> _THE PROBLEM_: Go to the line below containing "filename src/listeners/mod.rs" and print exactly from there through the line containing "pub(crate) use registry::Publisher;", both included. Print nothing else.

[Dataset entries]
★ ★ ★ ★ ★ ★ ★

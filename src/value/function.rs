//! Callable values.

use super::Value;
use crate::error::CallError;
use std::fmt;
use std::sync::Arc;

type Body = dyn Fn(&[Value]) -> Result<Value, CallError> + Send + Sync;

struct FunctionInner {
    name: String,
    body: Box<Body>,
    /// Set on wrappers installed by function interception.
    original: Option<Function>,
}

/// A shared callable held in an object slot.
///
/// Identity is by reference: clones compare equal, two separately created
/// functions never do.
#[derive(Clone)]
pub struct Function {
    inner: Arc<FunctionInner>,
}

impl Function {
    pub fn new<F>(name: impl Into<String>, body: F) -> Self
    where
        F: Fn(&[Value]) -> Result<Value, CallError> + Send + Sync + 'static,
    {
        Self {
            inner: Arc::new(FunctionInner {
                name: name.into(),
                body: Box::new(body),
                original: None,
            }),
        }
    }

    /// Wrap `original`, keeping its name and remembering it for restoration.
    pub(crate) fn wrapping<F>(original: &Function, body: F) -> Self
    where
        F: Fn(&[Value]) -> Result<Value, CallError> + Send + Sync + 'static,
    {
        Self {
            inner: Arc::new(FunctionInner {
                name: original.name().to_string(),
                body: Box::new(body),
                original: Some(original.clone()),
            }),
        }
    }

    pub fn name(&self) -> &str {
        &self.inner.name
    }

    pub fn call(&self, args: &[Value]) -> Result<Value, CallError> {
        (self.inner.body)(args)
    }

    /// True for wrappers installed by function interception.
    pub fn is_instrumented(&self) -> bool {
        self.inner.original.is_some()
    }

    /// The function this wrapper forwards to.
    pub fn original(&self) -> Option<&Function> {
        self.inner.original.as_ref()
    }

    pub fn ptr_eq(&self, other: &Function) -> bool {
        Arc::ptr_eq(&self.inner, &other.inner)
    }
}

impl fmt::Debug for Function {
    fn fmt(&self, f: &mut fmt::Formatter<'_>) -> fmt::Result {
        if self.is_instrumented() {
            write!(f, "Function({}, instrumented)", self.name())
        } else {
            write!(f, "Function({})", self.name())
        }
    }
}

#[cfg(test)]
mod tests {
    use super::*;

    #[test]
    fn test_wrapper_keeps_name_and_original() {
        let double = Function::new("double", |args| match args.first() {
            Some(Value::Int(n)) => Ok(Value::Int(n * 2)),
            _ => Err(CallError::new("expected an integer")),
        });
        let inner = double.clone();
        let wrapper = Function::wrapping(&double, move |args| inner.call(args));

        assert_eq!(wrapper.name(), "double");
        assert!(wrapper.is_instrumented());
        assert!(wrapper.original().unwrap().ptr_eq(&double));
        assert!(matches!(wrapper.call(&[Value::Int(4)]), Ok(Value::Int(8))));
        assert_eq!(
            wrapper.call(&[]).unwrap_err(),
            CallError::new("expected an integer")
        );
    }
}
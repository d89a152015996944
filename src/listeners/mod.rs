//! Listener bookkeeping.
//!
//! The registry owns one pool per direct interception mode (setter, function,
//! deferred) keyed by root id and path, plus reverse lookups:
//! - token → root, path and mode (for unsubscribe)
//! - path → root → tokens (for detecting and enumerating active paths)
//!
//! Sampled subscriptions live in the [`Sampler`](crate::sampler::Sampler) but
//! are indexed here too, so every token has exactly one lookup entry.

mod registry;
mod types;

pub(crate) use registry::Publisher;
pub use registry::{ListenerRegistry, Unregistered};
pub use types::{Subscription, TokenInfo};
use crate::error::{MeshrunError, Result};
use serde::{Deserialize, Serialize};
use std::collections::HashMap;
use std::path::{Path, PathBuf};
use std::time::Duration;

/// Specification of one supervised service
#[derive(Debug, Clone, Serialize, Deserialize)]
pub struct ServiceSpec {
    /// Service name (unique identifier)
    pub name: String,

    /// Path to the script or executable to run
    pub script: PathBuf,

    /// Command-line arguments
    #[serde(default)]
    pub args: Vec<String>,

    /// Working directory for the service
    #[serde(default)]
    pub cwd: Option<PathBuf>,

    /// Environment variables
    #[serde(default)]
    pub env: HashMap<String, String>,

    /// Conventional port, shown in operator messages only.
    /// The supervisor never binds or probes it.
    #[serde(default)]
    pub port: Option<u16>,
}

/// Timing settings for the supervision run
#[derive(Debug, Clone, Serialize, Deserialize)]
pub struct SupervisorSettings {
    /// How long to wait after spawning before judging startup success (in seconds)
    #[serde(default = "default_startup_grace")]
    pub startup_grace_secs: u64,

    /// How often to poll service liveness (in seconds)
    #[serde(default = "default_poll_interval")]
    pub poll_interval_secs: u64,

    /// Timeout before a graceful stop escalates to SIGKILL (in seconds)
    #[serde(default = "default_stop_timeout")]
    pub stop_timeout_secs: u64,
}

// Default value functions for serde
fn default_startup_grace() -> u64 {
    2
}

fn default_poll_interval() -> u64 {
    1
}

fn default_stop_timeout() -> u64 {
    5
}

impl Default for SupervisorSettings {
    fn default() -> Self {
        Self {
            startup_grace_secs: default_startup_grace(),
            poll_interval_secs: default_poll_interval(),
            stop_timeout_secs: default_stop_timeout(),
        }
    }
}

impl SupervisorSettings {
    /// Get startup grace as Duration
    pub fn startup_grace(&self) -> Duration {
        Duration::from_secs(self.startup_grace_secs)
    }

    /// Get poll interval as Duration
    pub fn poll_interval(&self) -> Duration {
        Duration::from_secs(self.poll_interval_secs)
    }

    /// Get stop timeout as Duration
    pub fn stop_timeout(&self) -> Duration {
        Duration::from_secs(self.stop_timeout_secs)
    }
}

/// Full run configuration: which services to launch, and how to supervise them
#[derive(Debug, Clone, Serialize, Deserialize)]
pub struct MeshConfig {
    #[serde(default)]
    pub services: Vec<ServiceSpec>,

    #[serde(default)]
    pub supervisor: SupervisorSettings,
}

impl MeshConfig {
    /// The built-in service pair: registry first, then gateway.
    ///
    /// Mirrors the mesh simulation this supervisor fronts. Ports are
    /// operator documentation, not bindings.
    pub fn default_services() -> Vec<ServiceSpec> {
        vec![
            ServiceSpec {
                name: "service-registry".to_string(),
                script: PathBuf::from("python3"),
                args: vec!["registry.py".to_string()],
                cwd: None,
                env: HashMap::new(),
                port: Some(8081),
            },
            ServiceSpec {
                name: "service-mesh-gateway".to_string(),
                script: PathBuf::from("python3"),
                args: vec!["gateway.py".to_string()],
                cwd: None,
                env: HashMap::new(),
                port: Some(8080),
            },
        ]
    }

    /// Load a run configuration from a file (supports TOML and JSON)
    pub fn from_file(path: &Path) -> Result<MeshConfig> {
        let contents = std::fs::read_to_string(path)
            .map_err(|e| MeshrunError::ConfigError(format!("Failed to read config file: {}", e)))?;

        // Determine format based on file extension
        let extension = path.extension().and_then(|s| s.to_str()).unwrap_or("");

        let mut config = match extension {
            "toml" => Self::parse_toml(&contents)?,
            "json" => Self::parse_json(&contents)?,
            _ => {
                return Err(MeshrunError::InvalidConfig(format!(
                    "Unsupported file format: {}. Use .toml or .json",
                    extension
                )))
            }
        };

        // Expand environment variables in all service specs
        for spec in &mut config.services {
            spec.expand_env_vars();
        }

        config.validate()?;

        Ok(config)
    }

    /// Parse TOML configuration file
    fn parse_toml(contents: &str) -> Result<MeshConfig> {
        let config: MeshConfig = toml::from_str(contents)
            .map_err(|e| MeshrunError::InvalidConfig(format!("Failed to parse TOML: {}", e)))?;

        if config.services.is_empty() {
            return Err(MeshrunError::InvalidConfig(
                "No service configuration found in file".to_string(),
            ));
        }

        Ok(config)
    }

    /// Parse JSON configuration file
    fn parse_json(contents: &str) -> Result<MeshConfig> {
        let config: MeshConfig = serde_json::from_str(contents)
            .map_err(|e| MeshrunError::InvalidConfig(format!("Failed to parse JSON: {}", e)))?;

        if config.services.is_empty() {
            return Err(MeshrunError::InvalidConfig(
                "No service configuration found in file".to_string(),
            ));
        }

        Ok(config)
    }

    /// Validate the configuration
    pub fn validate(&self) -> Result<()> {
        for spec in &self.services {
            spec.validate()?;
        }

        // Service names key the supervision table; duplicates would make
        // status lines ambiguous
        let mut seen = std::collections::HashSet::new();
        for spec in &self.services {
            if !seen.insert(&spec.name) {
                return Err(MeshrunError::ConfigValidationError(format!(
                    "Duplicate service name: {}",
                    spec.name
                )));
            }
        }

        if self.supervisor.poll_interval_secs == 0 {
            return Err(MeshrunError::ConfigValidationError(
                "poll_interval_secs must be at least 1".to_string(),
            ));
        }

        if self.supervisor.stop_timeout_secs == 0 {
            return Err(MeshrunError::ConfigValidationError(
                "stop_timeout_secs must be at least 1".to_string(),
            ));
        }

        Ok(())
    }
}

impl ServiceSpec {
    /// Validate a single service spec
    pub fn validate(&self) -> Result<()> {
        if self.name.is_empty() {
            return Err(MeshrunError::MissingConfigField("name".to_string()));
        }

        if self.script.as_os_str().is_empty() {
            return Err(MeshrunError::MissingConfigField("script".to_string()));
        }

        // Validate working directory exists if specified
        if let Some(ref cwd) = self.cwd {
            if !cwd.exists() {
                return Err(MeshrunError::ConfigValidationError(format!(
                    "Working directory does not exist: {}",
                    cwd.display()
                )));
            }
            if !cwd.is_dir() {
                return Err(MeshrunError::ConfigValidationError(format!(
                    "Working directory is not a directory: {}",
                    cwd.display()
                )));
            }
        }

        Ok(())
    }

    /// Expand environment variables in spec fields
    fn expand_env_vars(&mut self) {
        self.script = Self::expand_env_in_path(&self.script);

        if let Some(ref cwd) = self.cwd {
            self.cwd = Some(Self::expand_env_in_path(cwd));
        }

        self.args = self
            .args
            .iter()
            .map(|arg| Self::expand_env_in_string(arg))
            .collect();

        self.env = self
            .env
            .iter()
            .map(|(k, v)| (k.clone(), Self::expand_env_in_string(v)))
            .collect();
    }

    /// Expand environment variables in a string
    fn expand_env_in_string(s: &str) -> String {
        let mut result = s.to_string();

        // Handle $VAR and ${VAR} syntax
        for (key, value) in std::env::vars() {
            result = result.replace(&format!("${{{}}}", key), &value);
            result = result.replace(&format!("${}", key), &value);
        }

        result
    }

    /// Expand environment variables in a path
    fn expand_env_in_path(path: &Path) -> PathBuf {
        let path_str = path.to_string_lossy();
        let expanded = Self::expand_env_in_string(&path_str);
        PathBuf::from(expanded)
    }
}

★ ★ ★ ★ ★ ★ ★

> _WRITTEN ANSWER_:
filename src/listeners/mod.rs
//! Listener bookkeeping.
//!
//! The registry owns one pool per direct interception mode (setter, function,
//! deferred) keyed by root id and path, plus reverse lookups:
//! - token → root, path and mode (for unsubscribe)
//! - path → root → tokens (for detecting and enumerating active paths)
//!
//! Sampled subscriptions live in the [`Sampler`](crate::sampler::Sampler) but
//! are indexed here too, so every token has exactly one lookup entry.

mod registry;
mod types;

pub(crate) use registry::Publisher;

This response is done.